昨日の夕方、家族や親しい友人たちで、サイン本を購入してくださった方たちに、こんなメールを送りました。「みなさん。こんばんは。こんな紹介文が小学館さんから。自費出版部門スクウェアのどなたかが、書いてくださったものです」(https://shogakukan-square.jp/publish/tsubuyaki/3124/)。
50冊以上の本を発表しましたが、こんな素敵な紹介文は、いままでいただいたことがありません。
感謝、感激でした。さすがに名だたる出版社の編集者の方です。当たり前ですが、文章が上手です!しかも、著者がそのように発言するのもどうかと思いますが、本の紹介の仕方が的確で秀逸です。
自分も、他人の本を紹介するときの参考になりました。
半年前の本の制作過程のスタートから、文章の校正やデザインの進行具合を見ていてくださったようです。わたしの好みやアートディレクターの大内おさむさんとのやり取りを、きっと興味深くごらんいただいていた様子です。この紹介文からも、それが伝わってきます。
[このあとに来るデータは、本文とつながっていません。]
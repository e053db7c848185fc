use std::collections::HashMap;
use std::sync::{Arc, Mutex, MutexGuard};

use drive2docs_core::{DocStoreClient, DocStoreError};
use thiserror::Error;
use tracing::{debug, info};

use super::hierarchy::{
    FolderNode, FolderPaths, PathResolver, ROOT_PATH, SEPARATOR, join_path, normalize_path,
};

#[derive(Debug, Error)]
pub enum MaterializeError {
    #[error("document store request failed: {0}")]
    Store(#[from] DocStoreError),
}

/// Maps logical folder paths to destination folder ids, creating missing
/// folders on demand. At most one create call is issued per path.
pub struct FolderMaterializer {
    store: DocStoreClient,
    root_id: String,
    index: Mutex<FolderPaths>,
    locks: Mutex<HashMap<String, Arc<tokio::sync::Mutex<()>>>>,
}

impl FolderMaterializer {
    pub fn new(store: DocStoreClient, root_id: impl Into<String>, index: FolderPaths) -> Self {
        Self {
            store,
            root_id: root_id.into(),
            index: Mutex::new(index),
            locks: Mutex::new(HashMap::new()),
        }
    }

    /// Reads the existing folder tree below `root_id` into the index.
    pub async fn load(store: DocStoreClient, root_id: &str) -> Result<Self, MaterializeError> {
        let mut nodes: Vec<FolderNode> = store
            .list_folders_recursive(root_id)
            .await?
            .iter()
            .map(FolderNode::from)
            .collect();
        nodes.push(FolderNode::new(root_id, "", None));
        let index = PathResolver::new(ROOT_PATH).resolve(&nodes);
        info!(root = root_id, folders = index.len(), "destination folders indexed");
        Ok(Self::new(store, root_id, index))
    }

    pub fn root_id(&self) -> &str {
        &self.root_id
    }

    pub fn known_folder(&self, path: &str) -> Option<String> {
        self.index().id_of(&normalize_path(path)).map(str::to_string)
    }

    pub async fn ensure_folder(&self, path: &str) -> Result<String, MaterializeError> {
        let path = normalize_path(path);
        if path == ROOT_PATH {
            return Ok(self.root_id.clone());
        }
        if let Some(id) = self.known_folder(&path) {
            return Ok(id);
        }

        let mut parent_id = self.root_id.clone();
        let mut current = ROOT_PATH.to_string();
        for name in path.split(SEPARATOR).filter(|name| !name.is_empty()) {
            current = join_path(&current, name);
            parent_id = self.ensure_child(&current, &parent_id, name).await?;
        }
        Ok(parent_id)
    }

    async fn ensure_child(
        &self,
        path: &str,
        parent_id: &str,
        name: &str,
    ) -> Result<String, MaterializeError> {
        if let Some(id) = self.known_folder(path) {
            return Ok(id);
        }
        let lock = self.path_lock(path);
        let _held = lock.lock().await;
        if let Some(id) = self.known_folder(path) {
            return Ok(id);
        }

        let created = self.store.create_folder(parent_id, name).await?;
        debug!(path, id = %created.id, "created destination folder");
        self.index().insert(created.id.clone(), path);
        Ok(created.id)
    }

    fn path_lock(&self, path: &str) -> Arc<tokio::sync::Mutex<()>> {
        let mut locks = self.locks.lock().unwrap_or_else(|e| e.into_inner());
        locks.entry(path.to_string()).or_default().clone()
    }

    fn index(&self) -> MutexGuard<'_, FolderPaths> {
        self.index.lock().unwrap_or_else(|e| e.into_inner())
    }
}
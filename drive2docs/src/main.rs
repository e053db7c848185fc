use anyhow::Context;
use drive2docs::config::{Settings, settings_path};
use drive2docs::runner::{RunMode, run_all};
use tokio_util::sync::CancellationToken;
use tracing::{info, warn};
use tracing_subscriber::EnvFilter;

#[derive(Debug, Clone, Copy, PartialEq, Eq)]
enum CliMode {
    Run,
    UploadLocal,
    Help,
}

#[derive(Debug, Clone, PartialEq, Eq)]
struct CliOptions {
    mode: CliMode,
    settings_file: Option<String>,
    instance: Option<String>,
}

fn parse_cli<I>(args: I) -> anyhow::Result<CliOptions>
where
    I: IntoIterator<Item = String>,
{
    let mut options = CliOptions {
        mode: CliMode::Run,
        settings_file: None,
        instance: None,
    };
    let mut args = args.into_iter().skip(1);
    while let Some(arg) = args.next() {
        match arg.as_str() {
            "--upload-local" => options.mode = CliMode::UploadLocal,
            "--help" | "-h" => options.mode = CliMode::Help,
            "--instance" => {
                let name = args.next().context("--instance requires a name")?;
                options.instance = Some(name);
            }
            other if other.starts_with("--instance=") => {
                options.instance = Some(other["--instance=".len()..].to_string());
            }
            other if other.starts_with('-') => anyhow::bail!("unknown argument: {other}"),
            other => {
                if options.settings_file.is_some() {
                    anyhow::bail!("unexpected argument: {other}");
                }
                options.settings_file = Some(other.to_string());
            }
        }
    }
    Ok(options)
}

fn print_usage() {
    println!("Usage: drive2docs [SETTINGS_FILE] [--instance NAME] [--upload-local]");
    println!("  SETTINGS_FILE    YAML settings (default: $SETTINGS_FILE or settings.yaml)");
    println!("  --instance NAME  Run only the named source");
    println!("  --upload-local   Upload previously downloaded files instead of migrating");
}

async fn cancel_on_ctrl_c(cancel: CancellationToken) {
    match tokio::signal::ctrl_c().await {
        Ok(()) => {
            warn!("interrupted, finishing in-flight items");
            cancel.cancel();
        }
        Err(err) => warn!("failed to listen for Ctrl+C: {err}"),
    }
}

#[tokio::main]
async fn main() -> anyhow::Result<()> {
    dotenvy::dotenv().ok();
    tracing_subscriber::fmt()
        .with_env_filter(
            EnvFilter::try_from_default_env().unwrap_or_else(|_| EnvFilter::new("info")),
        )
        .with_target(false)
        .init();

    let options = parse_cli(std::env::args())?;
    let mode = match options.mode {
        CliMode::Help => {
            print_usage();
            return Ok(());
        }
        CliMode::Run => RunMode::Migrate,
        CliMode::UploadLocal => RunMode::UploadLocal,
    };

    let path = settings_path(options.settings_file.as_deref());
    let settings = Settings::load(&path)?;
    info!(path = %path.display(), "loaded settings");

    let cancel = CancellationToken::new();
    tokio::spawn(cancel_on_ctrl_c(cancel.clone()));

    let failures = run_all(&settings, options.instance.as_deref(), mode, &cancel).await?;
    if failures > 0 {
        anyhow::bail!("{failures} instance(s) failed");
    }
    Ok(())
}

#[cfg(test)]
mod tests {
    use super::*;

    fn parse(args: &[&str]) -> anyhow::Result<CliOptions> {
        parse_cli(
            std::iter::once("drive2docs")
                .chain(args.iter().copied())
                .map(str::to_string),
        )
    }

    #[test]
    fn parse_cli_defaults_to_run() {
        let options = parse(&[]).unwrap();
        assert_eq!(options.mode, CliMode::Run);
        assert_eq!(options.settings_file, None);
        assert_eq!(options.instance, None);
    }

    #[test]
    fn parse_cli_takes_settings_file_and_instance() {
        let options = parse(&["/etc/settings.yaml", "--instance", "work"]).unwrap();
        assert_eq!(options.settings_file.as_deref(), Some("/etc/settings.yaml"));
        assert_eq!(options.instance.as_deref(), Some("work"));

        let options = parse(&["--instance=other", "--upload-local"]).unwrap();
        assert_eq!(options.instance.as_deref(), Some("other"));
        assert_eq!(options.mode, CliMode::UploadLocal);
    }

    #[test]
    fn parse_cli_supports_help() {
        assert_eq!(parse(&["-h"]).unwrap().mode, CliMode::Help);
    }

    #[test]
    fn parse_cli_rejects_unknown_and_extra_arguments() {
        assert!(parse(&["--logout"]).is_err());
        assert!(parse(&["a.yaml", "b.yaml"]).is_err());
        assert!(parse(&["--instance"]).is_err());
    }
}
fn default_fetch_size() -> u32 {
    1000
}

fn default_target_dir_name() -> String {
    "GDrive".to_string()
}

fn default_concurrency() -> usize {
    1
}

fn default_region() -> String {
    "eu-west-1".to_string()
}

fn default_encryption() -> String {
    "AES256".to_string()
}

impl Settings {
    pub fn load(path: &Path) -> Result<Self, ConfigError> {
        let content = std::fs::read_to_string(path).map_err(|source| ConfigError::Read {
            path: path.to_path_buf(),
            source,
        })?;
        let settings: Self = serde_yaml::from_str(&content).map_err(|source| ConfigError::Parse {
            path: path.to_path_buf(),
            source,
        })?;
        Ok(settings.without_unnamed())
    }

    /// Drops source and destination entries that have no usable name.
    fn without_unnamed(mut self) -> Self {
        let before = (self.sources.len(), self.destinations.len());
        self.sources.retain(|source| !source.name.trim().is_empty());
        self.destinations.retain(|dest| !dest.name.trim().is_empty());
        let skipped = before.0 - self.sources.len() + before.1 - self.destinations.len();
        if skipped > 0 {
            warn!(skipped, "ignoring unnamed instances");
        }
        self
    }

    /// `settings.dataStoreDir` with `~` expanded; the working directory when unset.
    pub fn data_dir(&self) -> PathBuf {
        match self.settings.data_store_dir.as_deref() {
            Some(value) if !value.trim().is_empty() => match dirs::home_dir() {
                Some(home) => expand_with_home(value, &home),
                None => PathBuf::from(value),
            },
            _ => std::env::current_dir().unwrap_or_else(|_| PathBuf::from(".")),
        }
    }

    pub fn mime_table(&self) -> MimeTable {
        let overrides: Vec<(String, String)> = self
            .mime_types
            .iter()
            .filter_map(|(extension, content_type)| {
                Some((
                    yaml_scalar(extension)?,
                    content_type.as_str()?.to_string(),
                ))
            })
            .collect();
        MimeTable::default().with_overrides(overrides.iter().map(|(ext, ct)| (ext, ct)))
    }

    pub fn source(&self, name: &str) -> Option<&SourceConfig> {
        self.sources.iter().find(|source| source.name == name)
    }

    pub fn destination(&self, name: &str) -> Option<&DestinationConfig> {
        self.destinations.iter().find(|dest| dest.name == name)
    }

    /// Checks `source` and returns the destination it uploads to. Download-only
    /// sources and sources without a destination name yield `None`.
    pub fn validate_source<'a>(
        &'a self,
        source: &SourceConfig,
    ) -> Result<Option<&'a DestinationConfig>, ConfigError> {
        if source.access_token.trim().is_empty() {
            return Err(ConfigError::MissingAccessToken(source.name.clone()));
        }
        if source.download_only {
            return Ok(None);
        }
        let Some(name) = non_empty(&source.destination) else {
            return Ok(None);
        };
        let destination = self
            .destination(name)
            .ok_or_else(|| ConfigError::UnknownDestination {
                source_name: source.name.clone(),
                destination: name.to_string(),
            })?;
        destination.validate()?;
        Ok(Some(destination))
    }
}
読者の皆さんから戻ってくる感想のメールは、反応が共通しています。本を最初に手に取ったときの印象は、パープルの三方小口塗と、表紙デザインのデボス加工(凹み)です。みなさん、本を手に取ってみて、最初に表紙のデザインと紙質の感触を確かめてみるようです。
この本は、文章を読む前に、まずはぱらぱらと紙をめくっていただきたいのです。手に取って紙に触っていただきながら、本の中に挟んであるイラスト(葛飾の周辺地図)や各章の扉(絵図のグラデーション)、各節の番号(数字の形)のバリエーションを楽しんでいただきたい。
そう考えて、大内さんは、全体の装丁と細部のデザインにも工夫を凝らしています。わたしの拘り(娘が描いたキャラクターとテーマカラーの紫色)を採用しつつも、次々に奇想天外なアイデアを提案していただきました。
大内さんとの最初のミーティングの際に、「制作コストのことは度外視して、自由にデザインしてください!」とお願いしました。作家としてのデビュー作でもあります。
実は、打ち合わせのときに、大内さんとは「アート作品としての紙の書籍」という議論をしました。デジタルでなく、紙の本の優位性を二人で議論して合意しました。そのときのやり取りは、本ブログ「大内仮説:紙の本がなくならない8番目の理由」(https://kosuke-ogawa.com/?eid=6039#sequel)に紹介されています。
今回の成果物(わんすけ本)は、そのときの会話から生まれたものだとわたしは理解しています。この後に添付する「小学館チーム」の本の紹介文と、大内さんのデザインに対する思想を比較してみてください。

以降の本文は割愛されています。